The Canadian insurer’s 56% stake purchase in the merger between its real estate investment business Bentall Kennedy and GreenOak Real Estate will allow it to offer its investors strategies from core to opportunistic.  

Sun Life Financial will control one of private real estate’s largest private real investment management businesses next year, after it agreed to buy a major share in a merged platform between its own existing property manager and one of private equity real estate’s best-known brands.

The Toronto based insurer’s Bentall Kennedy, which is owned by its investment management division, has merged with GreenOak Real Estate, a manager of higher risk and return real estate strategies. The joint business will have approximately $47 billion of assets under management across the US, Canada, Europe and Asia and across core, core-plus, value-add and opportunity risk-return strategies, as well as real estate debt.

The transaction, which values the new Bentall GreenOak at $940 million, ranks among the highest values for a real estate investment management business in history. It dwarfs the $450 million that Colliers International Group, the property services firm, paid for a 75 percent stake in Harrison Street Real Estate Capital, another private equity real estate business with $14 billion of assets, in May. The value of Bentall GreenOak also matches the $940 million price that CBRE, the world’s biggest property services firm, paid for ING Real Estate Investment Management, in 2011.

This transaction is right on strategy, broadening our asset management pillar by expanding the capabilities of our alternatives manager, Sun Life Investment Management,”

Dean Connor, Sun Life

That transaction saw the formation of a $100 billion assets business, much of it held in core, open-ended structures. The controlling interest in GreenOak, however sees the creation of a business about half the size, with the approximately $11 billion of assets inherited from GreenOak in limited-life vehicles and carrying higher risk-return profiles. GreenOak has been among the private real estate market’s best performing firms, however: as of March 31, the firm’s first two fully realized funds, Japan Fund I and US Fund I, generated net internal rates of return of 33 percent and 32 percent and equity multiples of 1.6x and 1.7x respectively, according to an investor note.

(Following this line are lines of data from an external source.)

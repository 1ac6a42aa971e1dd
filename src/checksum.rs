pub(crate) fn frame_checksum(bytes: &[u8]) -> u8 {
    bytes.iter().fold(0xFF, |acc, b| acc ^ b)
}
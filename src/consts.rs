//! Constants shared across the EV3 UART protocol implementation.
//!
//! This module defines protocol-wide constants for buffer sizing, mode
//! table limits, reserved type identifiers, line-speed bounds, and the
//! timing of the post-handshake delayed actions and the keep-alive
//! watchdog.
//!
//! These values follow the framing conventions of the EV3 UART sensor
//! protocol, in which every sensor announces itself at 2400 baud,
//! describes up to eight measurement modes, and then streams data at a
//! negotiated rate while the host probes the link every 100 ms.
//!
//! ## Key Concepts
//!
//! - **Type identifiers**: an 8-bit namespace declared by the sensor at
//!   handshake start; `TYPE_UNKNOWN` is reserved for a link that has not
//!   completed synchronization.
//! - **Mode table**: fixed 8-slot table; each slot carries a short name,
//!   scaling limits, a unit string, and the latest sample bytes.
//! - **Timing**: the acknowledge reply and the baud-rate change are both
//!   issued after a short settle delay; the keep-alive probe runs on a
//!   fixed period with a half-period initial offset.

use core::time::Duration;

/// Size of the receive window in bytes.
///
/// Incoming bytes accumulate here until a complete frame can be lifted
/// out. A full window with no extractable frame means the stream has
/// lost framing and forces a resynchronization.
pub const RX_BUFFER_SIZE: usize = 256;

/// Largest complete frame the protocol can produce.
///
/// An INFO frame with the maximum 32-byte payload: header, sub-command,
/// payload, and trailing checksum.
pub const MAX_FRAME_SIZE: usize = 35;

/// Maximum payload carried by a single CMD, INFO, or DATA frame.
pub const MAX_PAYLOAD_SIZE: usize = 32;

/// Number of mode slots in the per-sensor mode table.
pub const MAX_MODES: usize = 8;

/// Maximum length of a mode name, in bytes.
pub const MODE_NAME_SIZE: usize = 11;

/// Maximum length of a unit-of-measure string, in bytes.
pub const UNITS_SIZE: usize = 4;

/// Size of a mode's sample storage, in bytes.
///
/// Every DATA payload fits here; scalar values are read back from this
/// storage at `index * sizeof(format)`.
pub const RAW_DATA_SIZE: usize = 32;

/// Highest valid sensor type identifier a sensor may declare.
pub const TYPE_MAX: u8 = 101;

/// Reserved type identifier for a link with no synchronized sensor.
pub const TYPE_UNKNOWN: u8 = 125;

/// Type identifier of the EV3 color sensor.
///
/// Subject of the checksum exception for DATA frames whose first
/// payload byte is `0xDC`; see the session documentation.
pub const TYPE_EV3_COLOR: u8 = 29;

/// Type identifier of the EV3 infrared sensor.
///
/// Source of the split SYNC quirk handled at the frame boundary: its
/// SYNC byte and the complementary `0xFF` that follows may straddle two
/// deliveries.
pub const TYPE_EV3_IR: u8 = 33;

/// Line speed every sensor handshakes at, and the floor of the
/// negotiable range.
pub const MIN_BAUD_RATE: u32 = 2400;

/// Ceiling of the negotiable line-speed range.
pub const MAX_BAUD_RATE: u32 = 460_800;

/// Settle delay between receiving the sensor's handshake-complete ACK
/// and transmitting the host's ACK reply.
pub const ACK_DELAY: Duration = Duration::from_millis(10);

/// Settle delay between the host's ACK reply and the line-speed change,
/// and between a resynchronization and the restore to 2400 baud.
pub const BAUD_DELAY: Duration = Duration::from_millis(10);

/// Period of the keep-alive watchdog while the link is streaming data.
///
/// Each tick transmits a NACK probe; a period with no valid DATA frame
/// counts against [`MAX_DATA_ERRORS`]. The first tick after the baud
/// change fires after half a period.
pub const KEEPALIVE_PERIOD: Duration = Duration::from_millis(100);

/// Number of accumulated data errors that trips a resynchronization.
///
/// Bad DATA checksums and missed keep-alive windows increment the
/// count; every valid DATA frame decays it toward zero.
pub const MAX_DATA_ERRORS: u8 = 6;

“This transaction is right on strategy, broadening our asset management pillar by expanding the capabilities of our alternatives manager, Sun Life Investment Management,” said Dean Connor, the president and chief executive of Sun Life Financial in a statement. “Combining the strengths of two leading and globally respected real estate investment managers will bring clients a broader range of investment solutions that include core, core-plus and value-add real estate, plus senior and tactical real estate debt strategies across North America, Europe and Asia.”

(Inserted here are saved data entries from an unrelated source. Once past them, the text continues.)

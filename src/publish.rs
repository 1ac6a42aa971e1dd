//! Upstream notification seam.
//!
//! A session announces link events through this trait: the host's
//! registry (a sysfs-style attribute surface, a message bus, or a test
//! recorder) reacts by publishing or revoking the sensor it wraps.
//! Queries flow the other way — callers read identity, mode metadata,
//! and samples directly from the session.
//!
//! All methods default to no-ops so polling hosts can pass `()`.

use crate::modes::ModeInfo;

/// Receiver for sensor lifecycle and data notifications.
pub trait Publisher {
    /// A sensor finished its handshake and is ready for use.
    ///
    /// `modes` holds the discovered mode table, lowest mode first.
    /// Fired once per session, and again only if a resynchronized link
    /// completes a handshake as a different sensor type.
    fn sensor_attached(&mut self, type_id: u8, modes: &[ModeInfo]) {
        let _ = (type_id, modes);
    }

    /// The published sensor handle is being revoked.
    fn sensor_detached(&mut self) {}

    /// The sensor confirmed a different active mode.
    fn mode_changed(&mut self, mode: u8) {
        let _ = mode;
    }

    /// A fresh sample arrived for `mode`.
    fn sample_ready(&mut self, mode: u8, raw: &[u8]) {
        let _ = (mode, raw);
    }
}

/// No-op publisher for hosts that poll the session instead.
impl Publisher for () {}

As well as an operation with more than 700 investors and teams spread over 14 offices, the merger also sees a raft of new senior positions. The conjoined business will be led by Bentall Kennedy’s Gary Whitelaw as chief executive. GreenOak’s Sonny Kalsi will become president and John Carrafiell will become senior managing partner of its Europe and UK platforms. “As members of the combined leadership team have worked together before, and given our extensive discussions over many months, we believe we share very similar investment practices, underwriting discipline, and client-centric cultures,” said Whitelaw in another statement.

“The mission-critical element in any combination is ensuring that the leadership team and the teams directly managing the investment programs and assets on the ground are able to remain focused on creating value and managing risk.”

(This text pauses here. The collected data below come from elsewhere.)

//! Header byte encoding and message sizing for the EV3 UART protocol.
//!
//! Every message on the wire starts with a single header byte laid out
//! as `TT SSS CCC` (MSB first):
//!
//! - `TT` — message class: `00` SYS, `01` CMD, `10` INFO, `11` DATA
//! - `SSS` — payload-size exponent; the payload is `2^SSS` bytes long
//! - `CCC` — command code (CMD), or the mode index the message refers
//!   to (INFO and DATA)
//!
//! SYS messages are bare single bytes with no payload or checksum. CMD
//! and DATA messages append their payload and a trailing checksum to
//! the header. INFO messages additionally carry a sub-command byte
//! between header and payload, which is not counted in the declared
//! payload length.
//!
//! ## Functions
//!
//! - [`msg_size`]: total on-wire size of a message, from its header
//! - [`encode_header`]: pack class, payload length, and command code
//! - [`decode_header`]: recover `(class, payload length, command)`
//!
//! The encode/decode pair round-trips for every payload length that is
//! a power of two up to 32 and every 3-bit command code.

/// Mask of the message-class bits in a header byte.
pub const MSG_CLASS_MASK: u8 = 0xC0;

/// Mask of the payload-size exponent bits in a header byte.
pub const MSG_SIZE_MASK: u8 = 0x38;

/// Mask of the command / mode-index bits in a header byte.
pub const MSG_CMD_MASK: u8 = 0x07;

/// SYS synchronization byte, sent by sensors between handshake retries.
pub const SYS_SYNC: u8 = 0x00;

/// SYS negative-acknowledge byte; doubles as the host's keep-alive
/// probe while the link is streaming data.
pub const SYS_NACK: u8 = 0x02;

/// SYS acknowledge byte, closing the handshake in both directions.
pub const SYS_ACK: u8 = 0x04;

/// SYS escape byte. Reserved by the protocol; ignored on receipt.
pub const SYS_ESC: u8 = 0x06;

/// CMD code: sensor type announcement.
pub const CMD_TYPE: u8 = 0x00;

/// CMD code: mode and view-mode counts.
pub const CMD_MODES: u8 = 0x01;

/// CMD code: requested line speed for the data phase.
pub const CMD_SPEED: u8 = 0x02;

/// CMD code: host-to-sensor mode selection.
pub const CMD_SELECT: u8 = 0x03;

/// CMD code: host-to-sensor raw command payload.
pub const CMD_WRITE: u8 = 0x04;

/// INFO sub-command: mode name.
pub const INFO_NAME: u8 = 0x00;

/// INFO sub-command: raw value range.
pub const INFO_RAW: u8 = 0x01;

/// INFO sub-command: percentage value range.
pub const INFO_PCT: u8 = 0x02;

/// INFO sub-command: SI value range.
pub const INFO_SI: u8 = 0x03;

/// INFO sub-command: unit of measure.
pub const INFO_UNITS: u8 = 0x04;

/// INFO sub-command: sample layout (data sets, format, display hints).
pub const INFO_FORMAT: u8 = 0x80;

/// The four message classes carried by the top two header bits.
#[derive(Debug, Clone, Copy, PartialEq, Eq)]
pub enum MessageClass {
    /// Single-byte system messages: SYNC, NACK, ACK, ESC.
    Sys,
    /// Command messages exchanged during the handshake and for
    /// host-to-sensor control.
    Cmd,
    /// Mode metadata records sent during the handshake.
    Info,
    /// Measurement frames sent while the link is streaming.
    Data,
}

impl MessageClass {
    /// Extracts the message class from a header byte.
    pub fn of(header: u8) -> Self {
        match header & MSG_CLASS_MASK {
            0x00 => MessageClass::Sys,
            0x40 => MessageClass::Cmd,
            0x80 => MessageClass::Info,
            _ => MessageClass::Data,
        }
    }

    /// The class bits as they appear in a header byte.
    pub const fn bits(self) -> u8 {
        match self {
            MessageClass::Sys => 0x00,
            MessageClass::Cmd => 0x40,
            MessageClass::Info => 0x80,
            MessageClass::Data => 0xC0,
        }
    }
}

/// Declared payload length of a message, in bytes.
///
/// This is `2^SSS` and applies to CMD, INFO, and DATA classes; SYS
/// messages carry no payload.
pub fn payload_size(header: u8) -> usize {
    1 << ((header & MSG_SIZE_MASK) >> 3)
}

/// Total on-wire size of the message beginning with `header`.
///
/// SYS messages are exactly one byte. CMD and DATA messages span the
/// header, the declared payload, and one checksum byte. INFO messages
/// carry one additional sub-command byte.
pub fn msg_size(header: u8) -> usize {
    match MessageClass::of(header) {
        MessageClass::Sys => 1,
        MessageClass::Cmd | MessageClass::Data => 1 + payload_size(header) + 1,
        MessageClass::Info => 1 + 1 + payload_size(header) + 1,
    }
}

/// Packs a header byte from class, payload length, and command code.
///
/// `payload_len` must be a power of two in `[1, 32]`; its base-2
/// logarithm becomes the size exponent. `cmd` occupies the low three
/// bits (a command code for CMD, a mode index for INFO and DATA).
pub fn encode_header(class: MessageClass, payload_len: usize, cmd: u8) -> u8 {
    let exp = payload_len.trailing_zeros() as u8;
    class.bits() | (exp << 3) & MSG_SIZE_MASK | cmd & MSG_CMD_MASK
}

/// Recovers `(class, payload length, command code)` from a header byte.
pub fn decode_header(header: u8) -> (MessageClass, usize, u8) {
    (
        MessageClass::of(header),
        payload_size(header),
        header & MSG_CMD_MASK,
    )
}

Sonny Kalsi and John Carrafiell

 

“The mission-critical element in any combination is ensuring that the leadership team and the teams directly managing the investment programs and assets on the ground are able to remain focused on creating value and managing risk,” said Kalsi and Carrafiell in a joint statement. “This combination of like-minded and compatible firms uniquely allows us to do that – with our clients and fund investors working with the same local specialists with whom they have been working for many years.”

Kalsi, Carrafiell, GreenOak’s other senior management and Tetragon Financial Group, which is traded on the Euronext Stock Exchange, will receive $146 million in exchange for a 56 percent interest in the combined business, and will retain the remaining share. The sale should represent a significant windfall for them, particularly for Kalsi and Carrafiell, the former Morgan Stanley senior executives who started the firm in 2009. According to PERE’s previous coverage, Tetragon’s initial investment in GreenOak was $10 million in working capital and a general partner co-investment of $100 million. In its own announcement, Tetragon said it expects to receive $42.5 million upon closing the merger with the deal expected to finalize in the first half of next year.

Bentall Kennedy and Sun Life Investment Management were advised by Berkshire Global Advisors and Evercore advised GreenOak Real Estate.